In my totally non-expert option, no, it will not slow down RISC-V.
The RISC-V instruction set family does benefit from the decades of research since MIPS was first created.
Also, a lot depends on the ecosystem surrounding whatever MIPS cores are available. Memory crossbars, interrupt handling, etc. There's a lot that goes into a system-on-chip.
It depends on bunch of small and medium-size Chinese SoC vendors, would they jump to MIPS now, or not. RISC-V is pretty much default ISA among them nowadays.
They will not. Important RISC-V companies like SiFive already ship commercial RISC-V that they helped develop. The same for Andes. Esperanto has a RISC-V core that is competitive with top ARM cores already. Western Digital has already committed to RISC-V and released open source cores, invested in RISC-V companies and has multiple products deep in the pipeline.
Academic research from Berkley, MIT, ETH and many others is already on RISC-V and they would be crazy to switch, RISC-V is perfect for them.

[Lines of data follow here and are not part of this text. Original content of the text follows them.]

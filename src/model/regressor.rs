//! Feed-forward regression model for energy consumption
//!
//! Architecture: Input(18) → Hidden(64) → ReLU → Hidden(32) → ReLU → Output(1)
//!
//! Artifacts are self-describing: alongside the weights they carry the
//! feature schema version, the ordered column names the model was trained
//! on, the hidden layer sizes and the target name.

use std::path::Path;

use burn::module::Module;
use burn::nn::{Linear, LinearConfig, LinearRecord};
use burn::record::{FullPrecisionSettings, NamedMpkBytesRecorder, Record, Recorder};
use burn::tensor::activation::relu;
use burn::tensor::backend::Backend;
use burn::tensor::Tensor;
use serde::Serialize;

use crate::features::record_repr::{feature_columns, FeatureVector, FEATURE_SCHEMA_VERSION};
use crate::predict::inference::Regressor;
use crate::{EnergyError, Result};

/// Target predicted by the bundled models
pub const DEFAULT_TARGET: &str = "meter_reading";

/// Configuration for the regression model
#[derive(Debug, Clone)]
pub struct RegressorConfig {
    /// Input dimension (feature columns)
    pub input_dim: usize,
    /// Hidden layer dimensions, one block per entry
    pub hidden_dims: Vec<usize>,
}

impl Default for RegressorConfig {
    fn default() -> Self {
        RegressorConfig {
            input_dim: FeatureVector::DIM,
            hidden_dims: vec![64, 32],
        }
    }
}

/// A single hidden layer block: Linear → ReLU
#[derive(Module, Debug)]
pub struct HiddenBlock<B: Backend> {
    linear: Linear<B>,
}

impl<B: Backend> HiddenBlock<B> {
    pub fn new(device: &B::Device, in_dim: usize, out_dim: usize) -> Self {
        HiddenBlock {
            linear: LinearConfig::new(in_dim, out_dim).init(device),
        }
    }

    pub fn forward(&self, x: Tensor<B, 2>) -> Tensor<B, 2> {
        relu(self.linear.forward(x))
    }
}

/// Multi-layer perceptron with a single scalar output
#[derive(Module, Debug)]
pub struct EnergyRegressor<B: Backend> {
    hidden: Vec<HiddenBlock<B>>,
    output: Linear<B>,
}

impl<B: Backend> EnergyRegressor<B> {
    pub fn new(device: &B::Device, config: &RegressorConfig) -> Self {
        let mut hidden = Vec::with_capacity(config.hidden_dims.len());
        let mut in_dim = config.input_dim;
        for &out_dim in &config.hidden_dims {
            hidden.push(HiddenBlock::new(device, in_dim, out_dim));
            in_dim = out_dim;
        }

        EnergyRegressor {
            hidden,
            output: LinearConfig::new(in_dim, 1).init(device),
        }
    }

    /// Forward pass
    ///
    /// # Arguments
    /// * `x` - Feature rows [batch, input_dim]
    ///
    /// # Returns
    /// Predictions [batch, 1]
    pub fn forward(&self, x: Tensor<B, 2>) -> Tensor<B, 2> {
        let x = self.hidden.iter().fold(x, |x, block| block.forward(x));
        self.output.forward(x)
    }

    /// Input width implied by the first layer's weights
    pub fn input_dim(&self) -> usize {
        let first = self
            .hidden
            .first()
            .map(|block| &block.linear)
            .unwrap_or(&self.output);
        first.weight.val().dims()[0]
    }
}

/// On-disk layout of a model artifact
#[derive(Record)]
pub struct RegressorArtifactRecord<B: Backend> {
    pub schema_version: usize,
    pub feature_columns: Vec<String>,
    pub hidden_dims: Vec<usize>,
    pub target: String,
    pub weights: EnergyRegressorRecord<B>,
}

/// Descriptive part of an artifact
#[derive(Debug, Clone, PartialEq, Serialize)]
pub struct ArtifactHeader {
    pub schema_version: usize,
    pub feature_columns: Vec<String>,
    pub hidden_dims: Vec<usize>,
    pub target: String,
}

/// A loaded model together with the schema it was trained on
#[derive(Debug)]
pub struct RegressorArtifact<B: Backend> {
    header: ArtifactHeader,
    model: EnergyRegressor<B>,
    device: B::Device,
}

impl<B: Backend> RegressorArtifact<B> {
    /// Wrap a freshly initialized model built for the current feature schema
    pub fn new(device: &B::Device, config: RegressorConfig, target: &str) -> Self {
        let model = EnergyRegressor::new(device, &config);
        let mut columns = feature_columns();
        columns.truncate(config.input_dim);

        RegressorArtifact {
            header: ArtifactHeader {
                schema_version: FEATURE_SCHEMA_VERSION,
                feature_columns: columns,
                hidden_dims: config.hidden_dims,
                target: target.to_string(),
            },
            model,
            device: device.clone(),
        }
    }

    pub fn header(&self) -> &ArtifactHeader {
        &self.header
    }

    pub fn model(&self) -> &EnergyRegressor<B> {
        &self.model
    }

    /// Number of trainable parameters
    pub fn num_params(&self) -> usize {
        self.model.num_params()
    }

    /// Score a batch of rows
    pub fn forward(&self, rows: Tensor<B, 2>) -> Tensor<B, 2> {
        self.model.forward(rows)
    }
}

impl<B: Backend> RegressorArtifact<B>
where
    B::FloatElem: serde::Serialize + serde::de::DeserializeOwned,
    B::IntElem: serde::Serialize + serde::de::DeserializeOwned,
{
    /// Save artifact to exactly `path`, whatever its extension
    pub fn save(&self, path: &Path) -> Result<()> {
        let record = RegressorArtifactRecord {
            schema_version: self.header.schema_version,
            feature_columns: self.header.feature_columns.clone(),
            hidden_dims: self.header.hidden_dims.clone(),
            target: self.header.target.clone(),
            weights: self.model.clone().into_record(),
        };

        let recorder = NamedMpkBytesRecorder::<FullPrecisionSettings>::new();
        let bytes = recorder
            .record(record, ())
            .map_err(|e| EnergyError::Io(std::io::Error::other(e.to_string())))?;
        std::fs::write(path, bytes)?;
        Ok(())
    }

    /// Load artifact from exactly `path`
    pub fn load(device: &B::Device, path: &Path) -> Result<Self> {
        let name = path
            .file_name()
            .map(|n| n.to_string_lossy().into_owned())
            .unwrap_or_else(|| path.display().to_string());
        let load_error = |message: String| EnergyError::ModelLoad {
            name: name.clone(),
            message,
        };

        let bytes = std::fs::read(path).map_err(|e| load_error(e.to_string()))?;
        let recorder = NamedMpkBytesRecorder::<FullPrecisionSettings>::new();
        let record: RegressorArtifactRecord<B> = recorder
            .load(bytes, device)
            .map_err(|e| load_error(e.to_string()))?;

        if record.feature_columns.is_empty() {
            return Err(load_error("artifact lists no feature columns".to_string()));
        }
        if record.hidden_dims.contains(&0) {
            return Err(load_error(format!(
                "invalid hidden layer sizes {:?}",
                record.hidden_dims
            )));
        }

        let config = RegressorConfig {
            input_dim: record.feature_columns.len(),
            hidden_dims: record.hidden_dims.clone(),
        };
        check_layer_shapes(&config, &record.weights).map_err(load_error)?;
        let model = EnergyRegressor::new(device, &config).load_record(record.weights);

        log::debug!(
            "Loaded {} (schema v{}, hidden {:?}, {} params)",
            name,
            record.schema_version,
            record.hidden_dims,
            model.num_params()
        );

        Ok(RegressorArtifact {
            header: ArtifactHeader {
                schema_version: record.schema_version,
                feature_columns: record.feature_columns,
                hidden_dims: record.hidden_dims,
                target: record.target,
            },
            model,
            device: device.clone(),
        })
    }
}

/// `[in, out]` of every layer implied by a config, output layer last
fn expected_layer_shapes(config: &RegressorConfig) -> Vec<[usize; 2]> {
    let mut shapes = Vec::with_capacity(config.hidden_dims.len() + 1);
    let mut in_dim = config.input_dim;
    for &out_dim in &config.hidden_dims {
        shapes.push([in_dim, out_dim]);
        in_dim = out_dim;
    }
    shapes.push([in_dim, 1]);
    shapes
}

/// Stored weights must chain exactly as the header describes
fn check_layer_shapes<B: Backend>(
    config: &RegressorConfig,
    weights: &EnergyRegressorRecord<B>,
) -> std::result::Result<(), String> {
    let layers: Vec<&LinearRecord<B>> = weights
        .hidden
        .iter()
        .map(|block| &block.linear)
        .chain(std::iter::once(&weights.output))
        .collect();
    let expected = expected_layer_shapes(config);

    if layers.len() != expected.len() {
        return Err(format!(
            "artifact stores {} layers, header implies {}",
            layers.len(),
            expected.len()
        ));
    }

    for (i, (layer, want)) in layers.iter().zip(&expected).enumerate() {
        let dims = layer.weight.val().dims();
        if dims != *want {
            return Err(format!(
                "layer {} weights are {:?}, header implies {:?}",
                i, dims, want
            ));
        }
        if let Some(bias) = &layer.bias {
            let len = bias.val().dims()[0];
            if len != want[1] {
                return Err(format!(
                    "layer {} bias has {} values, expected {}",
                    i, len, want[1]
                ));
            }
        }
    }
    Ok(())
}

impl<B: Backend> Regressor for RegressorArtifact<B> {
    fn schema_version(&self) -> usize {
        self.header.schema_version
    }

    fn feature_columns(&self) -> &[String] {
        &self.header.feature_columns
    }

    fn target(&self) -> &str {
        &self.header.target
    }

    fn predict(&self, features: &FeatureVector) -> Result<f64> {
        let width = self.header.feature_columns.len();
        if features.len() != width {
            return Err(EnergyError::Inference(format!(
                "model takes {} features, got {}",
                width,
                features.len()
            )));
        }

        let input = Tensor::<B, 1>::from_floats(features.as_slice(), &self.device)
            .reshape([1, features.len()]);
        let output = self.model.forward(input).into_data().convert::<f32>();
        let values = output
            .as_slice::<f32>()
            .map_err(|e| EnergyError::Inference(format!("unreadable model output: {:?}", e)))?;

        match values {
            [value] if value.is_finite() => Ok(*value as f64),
            [value] => Err(EnergyError::Inference(format!(
                "model produced a non-finite value ({})",
                value
            ))),
            _ => Err(EnergyError::Inference(format!(
                "expected one output value, got {}",
                values.len()
            ))),
        }
    }
}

Not to mention that RISC-V is a better instruction set overall.
It depends if they truly open source their stuff, or if they just do their newest items. Their definition of open source and ours might be different as well.
I would take everything with a grain of salt until it is truly open sourced and then revisit the question.
I'm curious to hear the answer for this as well. Given the MIPS and RISC-V are similar in nature, I'm not sure what the impact of making an already widely used and quite mature RISC ISA open source when this was basically the entire premise behind RISC-V.
Had RISC-V not been born, MIPS wouldn't have made this announcement.